- Born: David Wayne Cook Indianapolis, Indiana, U.S.
- Known for: Painting, Sculpture, Installations
- Movement: Found Object

= David Cook (artist) =

American painter/sculptor/installation artist

David Wayne Cook is an American painter, sculptor and installation artist working primarily with found objects. He has also coauthored a book, Lemonade for the Lawnboy, that later became a play. Cook works primarily with found objects - tar, litter, rebar, cement, scrap metal and wire, light fixtures, plaster, shredded tires, mufflers, vines - and occasionally vegetation. He has a warm relationship with Duck Tape because of his use of their product in his flower bombing.
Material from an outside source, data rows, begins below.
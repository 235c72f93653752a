#![forbid(unsafe_code)]
//! Sequential application of patch chains.

use std::fmt;
use std::ops::Deref;

use log::{debug, info, trace};

use crate::container;
use crate::engine::{ApplyFlags, BufferView, DeltaEngine};
use crate::error::{Error, Result};

/// Output of a delta engine, released through that engine when dropped.
///
/// Holding an `EngineBuffer` is holding the only reference to the engine
/// allocation, so every buffer is released exactly once: when the chain moves
/// past it, when an error unwinds the chain, or when the caller drops the
/// final result.
pub struct EngineBuffer<'e, E: DeltaEngine + ?Sized> {
    engine: &'e E,
    output: Option<E::Output>,
}

impl<'e, E: DeltaEngine + ?Sized> EngineBuffer<'e, E> {
    fn new(engine: &'e E, output: E::Output) -> Self {
        EngineBuffer {
            engine,
            output: Some(output),
        }
    }

    pub fn as_bytes(&self) -> &[u8] {
        match self.output {
            Some(ref output) => output.as_ref(),
            None => &[],
        }
    }

    /// Read-only view, suitable as the source of the next step.
    pub fn view(&self) -> BufferView<'_> {
        BufferView::new(self.as_bytes())
    }

    /// Copy the bytes out of the engine allocation.
    pub fn to_vec(&self) -> Vec<u8> {
        self.as_bytes().to_vec()
    }
}

impl<E: DeltaEngine + ?Sized> Deref for EngineBuffer<'_, E> {
    type Target = [u8];

    fn deref(&self) -> &[u8] {
        self.as_bytes()
    }
}

impl<E: DeltaEngine + ?Sized> AsRef<[u8]> for EngineBuffer<'_, E> {
    fn as_ref(&self) -> &[u8] {
        self.as_bytes()
    }
}

impl<E: DeltaEngine + ?Sized> fmt::Debug for EngineBuffer<'_, E> {
    fn fmt(&self, f: &mut fmt::Formatter<'_>) -> fmt::Result {
        f.debug_struct("EngineBuffer")
            .field("len", &self.len())
            .finish()
    }
}

impl<E: DeltaEngine + ?Sized> Drop for EngineBuffer<'_, E> {
    fn drop(&mut self) {
        if let Some(output) = self.output.take() {
            trace!("releasing {} byte engine buffer", output.as_ref().len());
            self.engine.free(output);
        }
    }
}

/// Applies patch chains through a delta engine.
///
/// Apply two patches in order, allowing the legacy format:
/// ```
/// use deltachain::{BsdiffEngine, Patcher};
///
/// fn patch_twice(base: &[u8], first: &[u8], second: &[u8]) -> deltachain::Result<Vec<u8>> {
///     let engine = BsdiffEngine::new();
///     let patched = Patcher::new(&engine)
///         .legacy(true)
///         .apply_chain(base, &[first, second])?;
///     Ok(patched.to_vec())
/// }
/// ```
pub struct Patcher<'e, E: DeltaEngine + ?Sized> {
    engine: &'e E,
    flags: ApplyFlags,
}

impl<'e, E: DeltaEngine + ?Sized> Patcher<'e, E> {
    pub fn new(engine: &'e E) -> Self {
        Patcher {
            engine,
            flags: ApplyFlags::None,
        }
    }

    /// Let the engine accept the legacy patch format (default is `false`).
    pub fn legacy(mut self, legacy: bool) -> Self {
        self.flags = ApplyFlags::from_legacy(legacy);
        self
    }

    /// Flags handed to the engine on every step.
    pub fn flags(&self) -> ApplyFlags {
        self.flags
    }

    /// Apply one validated patch to `source`.
    ///
    /// `index` is only used to attribute a failure. The source is never
    /// released here, whoever provided it keeps owning it.
    pub fn apply_step(
        &self,
        index: usize,
        source: BufferView<'_>,
        patch: &[u8],
    ) -> Result<EngineBuffer<'e, E>> {
        trace!(
            "step {}: {} byte source, {} byte patch, {:?}",
            index,
            source.len(),
            patch.len(),
            self.flags
        );
        match self.engine.apply(self.flags, source, BufferView::new(patch)) {
            Ok(output) => Ok(EngineBuffer::new(self.engine, output)),
            Err(source) => {
                debug!("step {} failed: {}", index, source);
                Err(Error::ApplyFailed { index, source })
            }
        }
    }

    /// Apply `patches` in order, starting from `initial`.
    ///
    /// Each raw container is validated right before its step runs, so a bad
    /// container stops the chain without touching the ones after it. The
    /// returned buffer belongs to the caller; every buffer produced before it
    /// has already been released, on success and failure alike.
    pub fn apply_chain<P>(&self, initial: &[u8], patches: &[P]) -> Result<EngineBuffer<'e, E>>
    where
        P: AsRef<[u8]>,
    {
        if patches.is_empty() {
            return Err(Error::EmptyChain);
        }

        let mut current: Option<EngineBuffer<'e, E>> = None;
        for (index, raw) in patches.iter().enumerate() {
            let patch = container::validate(raw.as_ref()).map_err(|source| {
                debug!("patch {} rejected: {}", index, source);
                Error::Container { index, source }
            })?;

            let source = match current {
                Some(ref buffer) => buffer.view(),
                None => BufferView::new(initial),
            };
            let next = self.apply_step(index, source, patch)?;
            debug!("patch {} applied, {} bytes", index, next.len());

            // the previous intermediate is released here
            current = Some(next);
        }

        let patched = current.ok_or(Error::EmptyChain)?;
        info!(
            "applied {} patches, {} bytes result",
            patches.len(),
            patched.len()
        );
        Ok(patched)
    }
}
He often paints to music, once on public display, and has a series of paintings based on music.

==Career==
In 1998 David became the featured artist at “Around the Coyote”, a well-known art festival/competition in Chicago. His work was included in the curator's choice in that competition.
Around that time, his work was displayed in several galleries in Illinois, including Yello Gallery
 and Dramaticus Fine Art Gallery
.

In addition to painting and sculpture, Cook is known for flower bombing, planting tall flowers constructed from wood, paint and Duck Tape without notification or publicity. He plants the flowers in places where they will bring unexpected joy to passersby, including hospitals and nursing homes.

Cook's art can be seen in a Minneapolis restaurant called Hell's Kitchen and Rosenthal Contemporary Interiors. He did a mural at Theater Latté Da.